這個結果在夏天和胡小冬的預想之中,倆人交換一下眼色,夏天清清嗓子,開始了第二步:“現在我給每個人發一張紙,你只要在上面寫上這次領救災款一共拿了多少?哪天拿的?不需要落名也不按手印。好不好?”
有幾個人點頭,小聲地說好。胡小冬和鄭三娃立刻帶領其他的幹部和聯防隊員向鄉親們發放紙筆,紀委的工作人員則舉着攝相機攝相錄音。這是夏天自己想出來的辦法:只要所有村民或絕大多數人寫出來的領款數字與村會計的賬本不符合,那會計的賬就是假賬,有了現場這麼多人證和攝相錄音,還辦不了十里村這幾個壞蛋嗎?他不要求村民在紙上簽字蓋手印是爲了照顧他們害怕被楊大海劉國虎報復的心裡,但只要他們寫下了領錢數字和時間就留下了字跡,到時通過村民們簽過字的賬本覈對筆跡一樣可以把今天的無名字條的主人找出來作證。
夏天這個高明的主意不光是胡小冬等幹部們佩服,就連新派來的駐鄉民警徐公安也讚歎不已說:“夏鎮,如果你去破案還可能成爲專家。”說得他美滋滋的,對徐公安有了好感。這位新到任的駐鄉民警徐公安三十多歲,顯得年輕又斯文,報到後的第一天第一時間就到醫院裡探望了夏天,表示自己絕不會和前任李公安一樣,要克盡職守,堅決服從夏鎮長的領導。但後來胡小冬提醒夏天說徐公安是已經被削去主持工作大權的公安局副局長劉大炮的外侄,他馬上產生了戒備。所以今天到十里村來之前並沒有和徐公安交底,直到幾分鐘前才把準備怎麼取證對公安、紀委、民政各部門頭頭講了出來。他以爲徐公安會因爲自己沒有事先徵詢他的意見而不滿,哪知道徐公安這個劉大炮的外侄不僅沒有一絲不滿的表情,還十分讚揚夏天的辦法好,並且主動到樓上去控制楊大海他們,這是夏天和胡小冬沒想到的。
更讓他們沒想到的事情又發生了。
拿到紙筆的村民們並沒有像胡小冬和夏天預想的那樣悄悄的寫自己領到救災款的金額和時間,因爲昨天鎮紀委來調查就沒一個人敢說真話,今天只要他們能在不記名的白紙上寫出真實情況就燒高香了,對這些已經被楊大海和劉國虎一夥惡霸幹部整怕了的老百姓還能指望什麼呢?

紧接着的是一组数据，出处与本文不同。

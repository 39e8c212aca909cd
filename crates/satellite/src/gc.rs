//! Garbage-collection sender.
//!
//! Snapshots the pointer store, folds every derived piece id into one bloom
//! filter per storage node, and pushes the signed retain request to each
//! node. The watermark is taken before the walk starts: a piece whose
//! upload committed after the snapshot is always newer than the watermark,
//! so the node keeps it even though it is missing from the filter.
//!
//! The filter is sized for a false-positive rate of 1e-4; a false positive
//! only retains garbage until the next cycle.

use std::collections::HashMap;
use std::sync::Arc;
use std::time::Duration;

use tracing::{info, warn};

use orbit_common::bloom::BloomFilter;
use orbit_common::id::NodeId;
use orbit_common::identity::Identity;
use orbit_common::time::now_ms;
use orbit_proto::{RetainRequest, SignedRetain};

use crate::metainfo::{ListOptions, Service};
use crate::overlay::OverlayService;
use crate::transport::PieceTransport;

const RETAIN_FP_RATE: f64 = 1e-4;
const RETAIN_TIMEOUT: Duration = Duration::from_secs(60);

#[derive(Debug, Clone, Copy, Default, PartialEq, Eq)]
pub struct GcStats {
    pub nodes_contacted: usize,
    pub nodes_failed: usize,
    pub pieces_retained: usize,
    pub pieces_deleted: usize,
}

pub struct GarbageCollector {
    identity: Arc<Identity>,
    metainfo: Arc<Service>,
    overlay: Arc<OverlayService>,
    transport: Arc<dyn PieceTransport>,
}

impl GarbageCollector {
    #[must_use]
    pub fn new(
        identity: Arc<Identity>,
        metainfo: Arc<Service>,
        overlay: Arc<OverlayService>,
        transport: Arc<dyn PieceTransport>,
    ) -> Self {
        GarbageCollector {
            identity,
            metainfo,
            overlay,
            transport,
        }
    }

    /// Every derived piece id each node should currently hold.
    fn live_pieces_per_node(&self) -> HashMap<NodeId, Vec<[u8; 32]>> {
        let mut per_node: HashMap<NodeId, Vec<[u8; 32]>> = HashMap::new();
        for (_, pointer) in self.metainfo.list(&ListOptions::default()) {
            let remote = match pointer.remote() {
                Some(remote) => remote,
                None => continue,
            };
            for piece in &remote.pieces {
                let derived = remote.root_piece_id.derive(&piece.node_id, piece.piece_num);
                per_node.entry(piece.node_id).or_default().push(*derived.as_bytes());
            }
        }
        per_node
    }

    /// One collection cycle across every known node.
    pub async fn run_once(&self) -> GcStats {
        // watermark before the walk: uploads racing the snapshot stay safe
        let created_before_ms = now_ms();
        let per_node = self.live_pieces_per_node();
        let nodes = self.overlay.node_ids();

        let mut stats = GcStats::default();
        for node_id in &nodes {
            let dossier = match self.overlay.get(node_id) {
                Ok(d) if !d.reputation.is_disqualified() => d,
                _ => continue,
            };
            let live = per_node.get(node_id).map(Vec::as_slice).unwrap_or(&[]);
            let mut filter = BloomFilter::new(live.len(), RETAIN_FP_RATE);
            for id in live {
                filter.add(id);
            }
            stats.pieces_retained += live.len();

            let signed = match SignedRetain::sign(
                &self.identity,
                RetainRequest {
                    filter,
                    created_before_ms,
                },
            ) {
                Ok(signed) => signed,
                Err(err) => {
                    warn!(node = %node_id, %err, "retain request signing failed");
                    stats.nodes_failed += 1;
                    continue;
                }
            };
            match self
                .transport
                .retain(&dossier.address, &signed, RETAIN_TIMEOUT)
                .await
            {
                Ok(summary) => {
                    stats.nodes_contacted += 1;
                    stats.pieces_deleted += summary.deleted;
                }
                Err(err) => {
                    warn!(node = %node_id, %err, "retain push failed");
                    stats.nodes_failed += 1;
                }
            }
        }
        if stats.pieces_deleted > 0 || stats.nodes_failed > 0 {
            info!(
                contacted = stats.nodes_contacted,
                failed = stats.nodes_failed,
                deleted = stats.pieces_deleted,
                "garbage collection cycle complete"
            );
        }
        stats
    }
}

然而,十里村的村民們今天的心態和昨天鎮紀委來調查時不一樣了,他們從劉國虎被摔倒和此時見不到一個村幹部的現象中看到了希望,鬱積在心裡很久的怒火爆發了,他們互相對視,議論聲越來越大:
“還寫啥子嘛?明擺起我們就只拿了一個月的三百塊錢,還有兩個月的六百塊遭他們吃了的!”
“那龜兒劉國虎他們幾個爛杆子凶神惡煞的光喊你在那空白單上簽字,一個人只發三百,籤慢了三百都拿不到,那領款九百的數字是他們後頭填上去的。”